Howard had great respect for the Texas Rangers whose acts of bravery, bravado and skilled gunplay are forever a part of the Texas mythos. Today, at the Texas Ranger Hall of Fame and Museum in Waco, these brave lawmen are immortalized. So if you are ever in Waco with a few hours to kill, you can visit the museum and see the various displays dedicated to the men who tamed the wild and woolly Texas frontier.
In his letters to H.P. Lovecraft and other members of his circle of correspondents, Howard often wrote of these larger than life lawmen — of course, being Howard, he made them and their deeds seem even larger. One of the Texas Rangers Howard admired was Manuel T. “Lone Wolf” Gonzaullas. In a missive to Lovecraft dated July13, 1932, Howard wrote of the “Santa Claus” bank robbery that occurred on December 23, 1927 in Cisco, about 30 miles north of Cross Plains. In the letter, he mentions Gonzaullas:
Gad, the country buzzed like so many bees! The authorities sent south for the great Ranger captain Tom Hickman, and Gonzaullas — “Lone Wolf” Gonzaullas — “Trigger Finger” Gonzaullas — “Quick Action” Gonzaullas — hero of more touch-and-go gun-fights than I know, and already almost a mythical figure in the Southwest. But they were not needed; the fugitives staggered in and gave themselves up — haggard shapes in torn and muddy garments, caked with blood from bullet-wounds. It was the end of the last great robber-gang of Texas. Let me see; it was three — no, four years ago. It doesn’t seem that long. All the Southwest rang with the news.
Howard’s memory failed him since both Hickman and Gonzaullas participated in the search as noted in this excerpt of my post of December 23, 2010:
The posse, directed by Ranger Captain Tom Hickman pressed on, allowing the wounded men no opportunity for rest. His sergeant, Manuel T. “Lone Wolf” Gonzaullas, went up in an airplane as a spotter, participating in the first aerial search for criminals in Texas history. However, Gonzaullas was unable to spot the fleeing men. But their trail indicated the men were tiring of the chase – close set footprints showed the men were weakening from loss of blood.
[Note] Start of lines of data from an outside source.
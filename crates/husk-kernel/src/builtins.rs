//! Builtin commands, executed in the shell's own process.
//!
//! The dispatcher is consulted before anything is forked, and only for
//! foreground, non-pipeline commands; a builtin in a pipeline or in the
//! background is treated as an external command.

use crate::jobs::JobId;
use crate::shell::Shell;

/// Outcome of a dispatch attempt.
pub enum BuiltinResult {
    /// The first word names no builtin; fork it.
    NotBuiltin,
    /// The builtin ran and produced an exit code.
    Code(i32),
    /// The shell should exit.
    Exit,
}

/// Look up and run a builtin for `argv`.
pub(crate) fn dispatch(shell: &Shell, argv: &[String]) -> BuiltinResult {
    match argv[0].as_str() {
        "quit" | "exit" => BuiltinResult::Exit,
        "cd" => BuiltinResult::Code(cd(argv)),
        "jobs" => {
            for line in shell.jobs().report(None) {
                println!("{line}");
            }
            BuiltinResult::Code(0)
        }
        "fg" => BuiltinResult::Code(resume(shell, argv, false)),
        "bg" => BuiltinResult::Code(resume(shell, argv, true)),
        "kill" => BuiltinResult::Code(kill(shell, argv)),
        _ => BuiltinResult::NotBuiltin,
    }
}

fn cd(argv: &[String]) -> i32 {
    let target = argv
        .get(1)
        .cloned()
        .or_else(|| std::env::var("HOME").ok());
    match target {
        Some(dir) => match std::env::set_current_dir(&dir) {
            Ok(()) => 0,
            Err(e) => {
                eprintln!("cd: {dir}: {e}");
                1
            }
        },
        None => {
            eprintln!("cd: HOME not set");
            1
        }
    }
}

fn resume(shell: &Shell, argv: &[String], background: bool) -> i32 {
    let name = if background { "bg" } else { "fg" };
    let id = match job_arg(argv) {
        Ok(id) => id,
        Err(msg) => {
            eprintln!("{name}: {msg}");
            return 1;
        }
    };
    let result = if background {
        shell.jobs().resume_background(id).map(|()| 0)
    } else {
        shell.jobs().resume_foreground(id, shell.terminal())
    };
    match result {
        Ok(code) => code,
        Err(e) => {
            eprintln!("{name}: {e}");
            1
        }
    }
}

fn kill(shell: &Shell, argv: &[String]) -> i32 {
    let id = match job_arg(argv) {
        Ok(Some(id)) => id,
        Ok(None) => {
            eprintln!("kill: usage: kill [%]job");
            return 1;
        }
        Err(msg) => {
            eprintln!("kill: {msg}");
            return 1;
        }
    };
    match shell.jobs().kill(id) {
        Ok(()) => 0,
        Err(e) => {
            eprintln!("kill: {e}");
            1
        }
    }
}

/// Parse an optional job reference (`3` or `%3`). This is the validation
/// boundary for user-supplied slot indices; everything past it goes through
/// the table's checked lookup.
fn job_arg(argv: &[String]) -> Result<Option<JobId>, String> {
    match argv.get(1) {
        None => Ok(None),
        Some(raw) => raw
            .strip_prefix('%')
            .unwrap_or(raw)
            .parse::<usize>()
            .map(|n| Some(JobId(n)))
            .map_err(|_| format!("invalid job id: {raw}")),
    }
}
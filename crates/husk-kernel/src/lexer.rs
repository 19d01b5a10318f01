//! Lexer for husk command lines.
//!
//! Converts one line of input into a stream of tokens using the logos lexer
//! generator. The token set is deliberately small: words, the pipe
//! separator, the three redirection operators, the background marker, and
//! the command terminator. Quoting is literal (a quoted span is one word);
//! there is no expansion of any kind.

use logos::Logos;

use crate::error::{Error, Result};

/// Tokens produced from one line of shell input.
#[derive(Logos, Debug, Clone, PartialEq, Eq)]
#[logos(skip r"[ \t]+")]
pub enum Token {
    /// `|` — pipeline stage separator.
    #[token("|")]
    Pipe,

    /// `<` — redirect the first stage's input from a file.
    #[token("<")]
    RedirIn,

    /// `>>` — redirect the last stage's output, appending.
    #[token(">>")]
    RedirAppend,

    /// `>` — redirect the last stage's output, truncating.
    #[token(">")]
    RedirOut,

    /// `&` — run the job in the background.
    #[token("&")]
    Background,

    /// `;` — command terminator.
    #[token(";")]
    Terminator,

    /// A bare or quoted word.
    #[regex(r#"[^ \t|<>&;'"]+"#, |lex| lex.slice().to_owned())]
    #[regex(r#""[^"]*""#, strip_quotes)]
    #[regex(r#"'[^']*'"#, strip_quotes)]
    Word(String),
}

fn strip_quotes(lex: &mut logos::Lexer<Token>) -> String {
    let s = lex.slice();
    s[1..s.len() - 1].to_owned()
}

/// Tokenize one line of input.
///
/// The only lexical error is a character no rule accepts, which in this
/// grammar means an unterminated quote.
pub fn tokenize(line: &str) -> Result<Vec<Token>> {
    let mut tokens = Vec::new();
    for (token, span) in Token::lexer(line).spanned() {
        match token {
            Ok(t) => tokens.push(t),
            Err(()) => {
                return Err(Error::Malformed(format!(
                    "unexpected character at column {}",
                    span.start + 1
                )))
            }
        }
    }
    Ok(tokens)
}

#[cfg(test)]
mod tests {
    use super::*;
    use rstest::rstest;

    fn word(s: &str) -> Token {
        Token::Word(s.to_string())
    }

    #[test]
    fn test_simple_command() {
        let tokens = tokenize("echo hello world").unwrap();
        assert_eq!(tokens, vec![word("echo"), word("hello"), word("world")]);
    }

    #[test]
    fn test_pipeline_with_background() {
        let tokens = tokenize("cat file | grep x &").unwrap();
        assert_eq!(
            tokens,
            vec![
                word("cat"),
                word("file"),
                Token::Pipe,
                word("grep"),
                word("x"),
                Token::Background,
            ]
        );
    }

    #[test]
    fn test_redirections() {
        let tokens = tokenize("sort < in > out").unwrap();
        assert_eq!(
            tokens,
            vec![
                word("sort"),
                Token::RedirIn,
                word("in"),
                Token::RedirOut,
                word("out"),
            ]
        );
    }

    #[test]
    fn test_append_is_not_two_redirects() {
        let tokens = tokenize("echo hi >> log").unwrap();
        assert_eq!(
            tokens,
            vec![word("echo"), word("hi"), Token::RedirAppend, word("log")]
        );
    }

    #[test]
    fn test_operators_bind_without_spaces() {
        let tokens = tokenize("a|b&").unwrap();
        assert_eq!(
            tokens,
            vec![word("a"), Token::Pipe, word("b"), Token::Background]
        );
    }

    #[rstest]
    #[case::double_quoted(r#"echo "hello world""#, "hello world")]
    #[case::single_quoted("echo 'a | b'", "a | b")]
    #[case::empty_quotes(r#"echo """#, "")]
    fn test_quoted_words(#[case] line: &str, #[case] expected: &str) {
        let tokens = tokenize(line).unwrap();
        assert_eq!(tokens, vec![word("echo"), word(expected)]);
    }

    #[test]
    fn test_terminator_splits_commands() {
        let tokens = tokenize("cd /tmp; ls").unwrap();
        assert_eq!(
            tokens,
            vec![word("cd"), word("/tmp"), Token::Terminator, word("ls")]
        );
    }

    #[test]
    fn test_unterminated_quote_is_an_error() {
        let err = tokenize(r#"echo "oops"#).unwrap_err();
        assert!(err.to_string().contains("not well formed"));
    }

    #[test]
    fn test_empty_line() {
        assert_eq!(tokenize("").unwrap(), vec![]);
        assert_eq!(tokenize("   ").unwrap(), vec![]);
    }
}
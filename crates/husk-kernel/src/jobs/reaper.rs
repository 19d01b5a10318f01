//! SIGCHLD-driven reconciliation of process and job state.
//!
//! A dedicated thread owns a `signal-hook` iterator for SIGCHLD. Each
//! delivery runs one reconciliation pass over the job table under the table
//! lock and then wakes every waiter on the condition variable. Because the
//! pass scans every tracked process, coalesced signals are harmless, and
//! because waiters block through `Condvar::wait` on the same lock, a signal
//! can never slip between a state check and the wait for the next one.
//!
//! This thread is the only writer of process state and of the state
//! transitions it implies for jobs.

use std::sync::Arc;
use std::thread;

use nix::sys::wait::{waitpid, WaitPidFlag, WaitStatus};
use signal_hook::consts::signal::SIGCHLD;
use signal_hook::iterator::{Handle, Signals};
use tracing::debug;

use super::table::{ExitStatus, Job, JobState, JobTable};
use super::Shared;
use crate::error::Result;

/// Start the reaper thread. Returns a handle that shuts the iterator down
/// and the thread's join handle.
pub(super) fn spawn(shared: Arc<Shared>) -> Result<(Handle, thread::JoinHandle<()>)> {
    let mut signals = Signals::new([SIGCHLD])?;
    let handle = signals.handle();
    let thread = thread::Builder::new()
        .name("husk-reaper".into())
        .spawn(move || {
            for _ in signals.forever() {
                let mut table = shared.lock();
                reap(&mut table);
                shared.cond.notify_all();
            }
        })?;
    Ok((handle, thread))
}

/// One reconciliation pass: a non-blocking status query for every process
/// the table tracks, draining all pending stop/continue/exit events.
///
/// Stages of a pipeline finish independently and not in stage order, so the
/// query is per process, never per group; waiting on the group would report
/// a job finished while a downstream stage is still draining its pipe.
pub(super) fn reap(table: &mut JobTable) {
    let flags = WaitPidFlag::WNOHANG | WaitPidFlag::WUNTRACED | WaitPidFlag::WCONTINUED;
    for (_, job) in table.iter_occupied_mut() {
        for i in 0..job.procs.len() {
            while job.procs[i].state != JobState::Finished {
                match waitpid(job.procs[i].pid, Some(flags)) {
                    Ok(WaitStatus::StillAlive) | Err(_) => break,
                    Ok(status) => apply(job, i, status),
                }
            }
        }
    }
}

/// Apply one kernel-reported status change to stage `i` of `job`.
pub(super) fn apply(job: &mut Job, i: usize, status: WaitStatus) {
    let proc = &mut job.procs[i];
    match status {
        WaitStatus::Stopped(pid, _) => {
            debug!(pid = pid.as_raw(), "stopped");
            proc.state = JobState::Stopped;
            job.state = JobState::Stopped;
        }
        WaitStatus::Continued(pid) => {
            debug!(pid = pid.as_raw(), "continued");
            proc.state = JobState::Running;
            job.state = JobState::Running;
        }
        WaitStatus::Exited(pid, code) => {
            debug!(pid = pid.as_raw(), code, "exited");
            finish(job, i, ExitStatus::Exited(code));
        }
        WaitStatus::Signaled(pid, sig, _) => {
            debug!(pid = pid.as_raw(), signal = sig as i32, "killed");
            finish(job, i, ExitStatus::Signaled(sig));
        }
        // Ptrace stops are nothing we asked for; leave the state alone.
        _ => {}
    }
}

fn finish(job: &mut Job, i: usize, status: ExitStatus) {
    job.procs[i].state = JobState::Finished;
    job.procs[i].status = Some(status);
    if job.procs.iter().all(|p| p.state == JobState::Finished) {
        job.state = JobState::Finished;
    }
}

#[cfg(test)]
mod tests {
    use super::*;
    use nix::sys::signal::Signal;
    use nix::unistd::Pid;

    fn pid(n: i32) -> Pid {
        Pid::from_raw(n)
    }

    /// A three-stage job with synthetic pids 100, 101, 102.
    fn three_stage_job(table: &mut JobTable) -> super::super::JobId {
        let id = table.add_job(pid(100), true, None);
        for (p, name) in [(100, "cat"), (101, "grep x"), (102, "wc")] {
            let argv: Vec<String> = name.split(' ').map(str::to_string).collect();
            table.add_process(id, pid(p), &argv);
        }
        id
    }

    #[test]
    fn test_stop_event_stops_the_job() {
        let mut table = JobTable::new();
        let id = three_stage_job(&mut table);
        apply(
            table.job_mut(id),
            1,
            WaitStatus::Stopped(pid(101), Signal::SIGTSTP),
        );
        assert_eq!(table.state(id), JobState::Stopped);
        assert_eq!(table.job(id).processes()[1].state(), JobState::Stopped);
        assert_eq!(table.job(id).processes()[0].state(), JobState::Running);
    }

    #[test]
    fn test_continue_event_resumes_the_job() {
        let mut table = JobTable::new();
        let id = three_stage_job(&mut table);
        apply(
            table.job_mut(id),
            0,
            WaitStatus::Stopped(pid(100), Signal::SIGTSTP),
        );
        apply(table.job_mut(id), 0, WaitStatus::Continued(pid(100)));
        assert_eq!(table.state(id), JobState::Running);
    }

    #[test]
    fn test_job_finishes_only_when_every_stage_has() {
        let mut table = JobTable::new();
        let id = three_stage_job(&mut table);

        // Stages retire out of order.
        apply(table.job_mut(id), 2, WaitStatus::Exited(pid(102), 0));
        assert_eq!(table.state(id), JobState::Running);
        apply(table.job_mut(id), 0, WaitStatus::Exited(pid(100), 0));
        assert_eq!(table.state(id), JobState::Running);
        apply(table.job_mut(id), 1, WaitStatus::Exited(pid(101), 1));
        assert_eq!(table.state(id), JobState::Finished);

        // Aggregate status is the last stage's, not the last to exit.
        assert_eq!(table.job(id).exit_status(), Some(ExitStatus::Exited(0)));
    }

    #[test]
    fn test_partial_finish_keeps_a_stopped_job_stopped() {
        let mut table = JobTable::new();
        let id = three_stage_job(&mut table);
        apply(
            table.job_mut(id),
            0,
            WaitStatus::Stopped(pid(100), Signal::SIGSTOP),
        );
        apply(table.job_mut(id), 2, WaitStatus::Exited(pid(102), 0));
        assert_eq!(table.state(id), JobState::Stopped);
    }

    #[test]
    fn test_signal_death_is_decoded() {
        let mut table = JobTable::new();
        let id = table.add_job(pid(200), true, None);
        table.add_process(id, pid(200), &["sleep".to_string(), "9".to_string()]);
        apply(
            table.job_mut(id),
            0,
            WaitStatus::Signaled(pid(200), Signal::SIGTERM, false),
        );
        assert_eq!(table.state(id), JobState::Finished);
        assert_eq!(
            table.job(id).exit_status(),
            Some(ExitStatus::Signaled(Signal::SIGTERM))
        );
    }
}
//! husk CLI entry point.

use std::process::ExitCode;

use tracing_subscriber::{fmt, prelude::*, EnvFilter};

fn main() -> ExitCode {
    // Initialize tracing (respects RUST_LOG env var)
    tracing_subscriber::registry()
        .with(fmt::layer())
        .with(EnvFilter::from_default_env())
        .init();

    let mut args = std::env::args().skip(1);
    match args.next().as_deref() {
        None => {}
        Some("--version" | "-V") => {
            println!("husk {}", env!("CARGO_PKG_VERSION"));
            return ExitCode::SUCCESS;
        }
        Some("--help" | "-h") => {
            print_help();
            return ExitCode::SUCCESS;
        }
        Some(unknown) => {
            eprintln!("husk: unknown option: {unknown}");
            eprintln!("Run 'husk --help' for usage.");
            return ExitCode::FAILURE;
        }
    }

    match husk_repl::run() {
        Ok(()) => ExitCode::SUCCESS,
        Err(e) => {
            eprintln!("husk: {e:#}");
            ExitCode::FAILURE
        }
    }
}

fn print_help() {
    println!(
        r#"husk v{} — a small shell with real job control

Usage:
  husk                 Interactive shell (requires a terminal)

Options:
  -h, --help           Show this help
  -V, --version        Show version

Inside the shell:
  cmd args...          Run an external command in the foreground
  a | b | c            Pipeline (one job, one process group)
  cmd &                Run in the background
  cmd < in > out       Redirect stdin/stdout (>> appends)
  jobs                 List jobs
  fg [n]  /  bg [n]    Resume a job in the foreground / background
  kill [%]n            Terminate a job
  cd [dir]             Change directory
  exit                 Leave (after draining outstanding jobs)
"#,
        env!("CARGO_PKG_VERSION")
    );
}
Or, since the manhunt ended rather quickly, Howard may not have learned of the involvement of “Lone Wolf” in the search. This was mainly due to a reward offered by the Texas Bankers Association, who offered to pay anyone who killed a bank robber in the commission of a bank robbery $5,000. This led to anyone from eight to eighty who had a gun to grab it and join the hunt. Since everyone in Texas owned a gun, there was quite a mob on the trail of the bank robbers.
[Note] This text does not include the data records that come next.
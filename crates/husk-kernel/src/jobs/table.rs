//! The job table: the authoritative registry of process groups.
//!
//! The table owns every [`Job`] and [`Process`] record. Everyone else holds
//! slot indices ([`JobId`]), which stay valid until the slot is reclaimed.
//! Slot 0 is reserved for the current foreground job; background jobs live
//! in slots 1 and up, the lowest free slot being reused before the table
//! grows.

use std::fmt;

use nix::sys::signal::Signal;
use nix::sys::termios::Termios;
use nix::unistd::Pid;
use tracing::debug;

/// A job handle: the index of a slot in the [`JobTable`].
#[derive(Debug, Clone, Copy, PartialEq, Eq, Hash)]
pub struct JobId(pub usize);

impl JobId {
    /// The fixed slot of the current foreground job.
    pub const FOREGROUND: JobId = JobId(0);
}

impl fmt::Display for JobId {
    fn fmt(&self, f: &mut fmt::Formatter<'_>) -> fmt::Result {
        write!(f, "{}", self.0)
    }
}

/// Lifecycle state shared by processes and jobs.
#[derive(Debug, Clone, Copy, PartialEq, Eq)]
pub enum JobState {
    Running,
    Stopped,
    Finished,
}

/// How a finished process left the system.
///
/// Decoded from the raw kernel wait status exactly once, at the reaper
/// boundary; nothing else ever looks at the raw bits.
#[derive(Debug, Clone, Copy, PartialEq, Eq)]
pub enum ExitStatus {
    Exited(i32),
    Signaled(Signal),
}

impl ExitStatus {
    /// The shell-level exit code: the exit code itself, or 128 plus the
    /// signal number for a signal death.
    pub fn code(&self) -> i32 {
        match self {
            ExitStatus::Exited(code) => *code,
            ExitStatus::Signaled(sig) => 128 + *sig as i32,
        }
    }
}

/// One OS process belonging to a job.
#[derive(Debug)]
pub struct Process {
    pub(crate) pid: Pid,
    pub(crate) state: JobState,
    pub(crate) status: Option<ExitStatus>,
}

impl Process {
    pub fn pid(&self) -> Pid {
        self.pid
    }

    pub fn state(&self) -> JobState {
        self.state
    }

    /// Undefined (None) until the process is Finished.
    pub fn status(&self) -> Option<ExitStatus> {
        self.status
    }
}

/// One process group launched from one command line.
pub struct Job {
    pub(crate) pgid: Pid,
    pub(crate) procs: Vec<Process>,
    pub(crate) tmodes: Option<Termios>,
    pub(crate) state: JobState,
    pub(crate) command: String,
}

impl Job {
    pub fn pgid(&self) -> Pid {
        self.pgid
    }

    pub fn state(&self) -> JobState {
        self.state
    }

    pub fn command(&self) -> &str {
        &self.command
    }

    pub fn processes(&self) -> &[Process] {
        &self.procs
    }

    pub(crate) fn tmodes(&self) -> Option<&Termios> {
        self.tmodes.as_ref()
    }

    pub(crate) fn set_tmodes(&mut self, modes: Termios) {
        self.tmodes = Some(modes);
    }

    /// The aggregate exit status of a pipeline is the last stage's.
    pub fn exit_status(&self) -> Option<ExitStatus> {
        self.procs.last().and_then(|p| p.status)
    }
}

/// A snapshot of one occupied slot, for listings and tests.
#[derive(Debug, Clone)]
pub struct JobInfo {
    pub id: JobId,
    pub pgid: Pid,
    pub state: JobState,
    pub pids: Vec<Pid>,
    pub command: String,
}

/// Growable table of job slots.
///
/// Referencing a handle outside the table's bounds, or an op-specific
/// contract violation (deleting an unfinished job, moving onto an occupied
/// slot), is a programming error and panics. User-supplied indices are
/// validated with [`JobTable::get`] before they get anywhere near the
/// panicking accessors.
pub(crate) struct JobTable {
    slots: Vec<Option<Job>>,
}

impl JobTable {
    pub fn new() -> Self {
        Self { slots: vec![None] }
    }

    pub fn len(&self) -> usize {
        self.slots.len()
    }

    /// Bounds-checked lookup; `None` for free or out-of-range slots.
    pub fn get(&self, id: JobId) -> Option<&Job> {
        self.slots.get(id.0).and_then(|slot| slot.as_ref())
    }

    /// The job at `id`. Panics if the slot is free.
    pub fn job(&self, id: JobId) -> &Job {
        self.slots[id.0].as_ref().expect("job slot is free")
    }

    pub fn job_mut(&mut self, id: JobId) -> &mut Job {
        self.slots[id.0].as_mut().expect("job slot is free")
    }

    /// Allocate a slot for a new job: the fixed foreground slot, or the
    /// first free background slot. The job starts Running with no
    /// processes and no command text.
    pub fn add_job(&mut self, pgid: Pid, background: bool, tmodes: Option<Termios>) -> JobId {
        debug_assert!(
            !self.slots.iter().flatten().any(|j| j.pgid == pgid),
            "process group {pgid} is already registered"
        );
        let id = if background {
            self.free_background_slot()
        } else {
            assert!(
                self.slots[0].is_none(),
                "foreground slot is already occupied"
            );
            JobId::FOREGROUND
        };
        self.slots[id.0] = Some(Job {
            pgid,
            procs: Vec::new(),
            tmodes,
            state: JobState::Running,
            command: String::new(),
        });
        debug!(slot = id.0, pgid = pgid.as_raw(), "job registered");
        id
    }

    /// First free slot at index >= 1, growing the table when all are taken.
    pub fn free_background_slot(&mut self) -> JobId {
        for (i, slot) in self.slots.iter().enumerate().skip(1) {
            if slot.is_none() {
                return JobId(i);
            }
        }
        self.slots.push(None);
        JobId(self.slots.len() - 1)
    }

    /// Append a process (one pipeline stage) to the job at `id`.
    ///
    /// The display text grows by the stage's argv, words joined by spaces
    /// and stages by `" | "`.
    pub fn add_process(&mut self, id: JobId, pid: Pid, argv: &[String]) {
        let job = self.job_mut(id);
        if !job.command.is_empty() {
            job.command.push_str(" | ");
        }
        job.command.push_str(&argv.join(" "));
        job.procs.push(Process {
            pid,
            state: JobState::Running,
            status: None,
        });
    }

    pub fn command(&self, id: JobId) -> &str {
        &self.job(id).command
    }

    pub fn state(&self, id: JobId) -> JobState {
        self.job(id).state
    }

    /// Like [`JobTable::state`], but a Finished job is consumed: its
    /// aggregate exit status is extracted and the slot reclaimed.
    pub fn reap_state(&mut self, id: JobId) -> (JobState, Option<ExitStatus>) {
        let state = self.state(id);
        if state == JobState::Finished {
            let status = self.job(id).exit_status();
            self.delete(id);
            (state, status)
        } else {
            (state, None)
        }
    }

    /// Free a slot. The job must be Finished.
    fn delete(&mut self, id: JobId) {
        assert_eq!(
            self.job(id).state,
            JobState::Finished,
            "deleting an unfinished job"
        );
        debug!(slot = id.0, "job reclaimed");
        self.slots[id.0] = None;
    }

    /// Relocate a job between slots. The destination must be free.
    pub fn move_job(&mut self, from: JobId, to: JobId) {
        assert!(self.slots[to.0].is_none(), "destination slot is occupied");
        self.slots[to.0] = self.slots[from.0].take();
    }

    /// Highest-indexed slot holding a job that is not yet Finished.
    pub fn most_recent(&self) -> Option<JobId> {
        self.slots
            .iter()
            .enumerate()
            .rev()
            .find(|(_, slot)| {
                slot.as_ref()
                    .is_some_and(|j| j.state != JobState::Finished)
            })
            .map(|(i, _)| JobId(i))
    }

    /// Every occupied slot, for the reaper's reconciliation pass.
    pub fn iter_occupied_mut(&mut self) -> impl Iterator<Item = (JobId, &mut Job)> {
        self.slots
            .iter_mut()
            .enumerate()
            .filter_map(|(i, slot)| slot.as_mut().map(|job| (JobId(i), job)))
    }

    pub fn list(&self) -> Vec<JobInfo> {
        self.slots
            .iter()
            .enumerate()
            .filter_map(|(i, slot)| {
                slot.as_ref().map(|job| JobInfo {
                    id: JobId(i),
                    pgid: job.pgid,
                    state: job.state,
                    pids: job.procs.iter().map(|p| p.pid).collect(),
                    command: job.command.clone(),
                })
            })
            .collect()
    }
}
Manuel Trazazas Gonzaullas was born in Cádiz, Spain on July 4, 1891 to parents who were naturalized U.S. citizens. His father, Manuel Gonzaullas, was Spanish and his mother, Helen von Droff, was a Canadian — the young couple was on vacation when Gonzaullas was born.
As a young boy growing up in El Paso, Gonzaullas already knew he wanted to be a Texas Ranger, inspired by seeing the legendary Ranger John R. Hughes, the “Border Boss,” on horseback. That fire in the belly to fight lawlessness soon burned hotter as a teenager, when banditos murdered his two brothers and seriously wounded his parents. After serving in the Mexican army and with United States Treasury Department, Gonzaullas took the oath of the Texas Rangers on October 1, 1920. He was still a newlywed when he enlisted in the Rangers, having married Laura Isabel Scherer, a New Yorker, on April 12, 1920. She was an introvert and stayed in the background and stoically endured her husband’s long absences while he was on a dangerous assignment in some faraway Texas town.
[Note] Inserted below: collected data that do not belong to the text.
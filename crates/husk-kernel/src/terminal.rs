//! Controlling-terminal handle for the shell.
//!
//! The shell keeps exactly one descriptor for the terminal, duplicated from
//! stdin at startup and marked close-on-exec so it is never inherited by a
//! spawned command. It is used only to move the terminal's foreground
//! process group between the shell and its jobs and to save/restore
//! line-discipline modes.

use std::io::IsTerminal;
use std::os::fd::{AsFd, AsRawFd, OwnedFd};

use nix::fcntl::{fcntl, FcntlArg, FdFlag};
use nix::sys::termios::{tcgetattr, tcsetattr, SetArg, Termios};
use nix::unistd::{getpgrp, tcsetpgrp, Pid};

use crate::error::{Error, Result};

/// The shell's handle on its controlling terminal.
pub struct Terminal {
    tty: OwnedFd,
    shell_pgid: Pid,
    shell_modes: Termios,
}

impl Terminal {
    /// Claim the controlling terminal.
    ///
    /// Fails with [`Error::NotInteractive`] when stdin is not a tty; job
    /// control is impossible without one, so callers treat this as fatal.
    /// On success the shell's process group owns the terminal and its
    /// current modes are saved.
    pub fn open() -> Result<Self> {
        let stdin = std::io::stdin();
        if !stdin.is_terminal() {
            return Err(Error::NotInteractive);
        }

        // Duplicate the descriptor so redirections of fd 0 never cost us the
        // terminal, and keep it out of exec'd children.
        let tty: OwnedFd = stdin.as_fd().try_clone_to_owned()?;
        fcntl(tty.as_raw_fd(), FcntlArg::F_SETFD(FdFlag::FD_CLOEXEC))?;

        let shell_pgid = getpgrp();
        tcsetpgrp(tty.as_fd(), shell_pgid)?;
        let shell_modes = tcgetattr(tty.as_fd())?;

        Ok(Self {
            tty,
            shell_pgid,
            shell_modes,
        })
    }

    /// The shell's own process group.
    pub fn shell_pgid(&self) -> Pid {
        self.shell_pgid
    }

    /// The terminal modes saved at startup.
    pub fn shell_modes(&self) -> &Termios {
        &self.shell_modes
    }

    /// Current terminal modes.
    pub fn attrs(&self) -> Result<Termios> {
        Ok(tcgetattr(self.tty.as_fd())?)
    }

    /// Restore previously saved terminal modes.
    pub fn set_attrs(&self, modes: &Termios) -> Result<()> {
        Ok(tcsetattr(self.tty.as_fd(), SetArg::TCSADRAIN, modes)?)
    }

    /// Hand the terminal's foreground process group to `pgid`.
    pub fn give_terminal_to(&self, pgid: Pid) -> Result<()> {
        Ok(tcsetpgrp(self.tty.as_fd(), pgid)?)
    }

    /// Take the terminal back for the shell.
    pub fn reclaim_terminal(&self) -> Result<()> {
        Ok(tcsetpgrp(self.tty.as_fd(), self.shell_pgid)?)
    }
}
Gonzaullas enforced the law in the Texas oil fields, boom towns, and along the Texas border during the 1920s and 1930s. Alone, he pursued murderers, bootleggers, gamblers, drug runners and bank robbers. He came to be known as “El Lobo Solo” (“The Lone Wolf”) and he was one of four Rangers called “Big Four,” who had an enormous impact crime fighting: Gonzaullas, Frank Hamer, Thomas R. Hickman and Will Wright. Gonzaullas would eventually become the first Texas Ranger Captain of Hispanic ancestry.
The mere presence of Gonzaullas inspired an exodus of troublemakers from problem areas. Often, when word reached a Texas town where crime was rampant, most criminals cleared out before he even arrived. Cool under fire and an excellent marksman, Gonzaullas arrested so many bootleggers, gambling operators, thugs and killers that he often had to improvise jail facilities. Such was the case in Kilgore.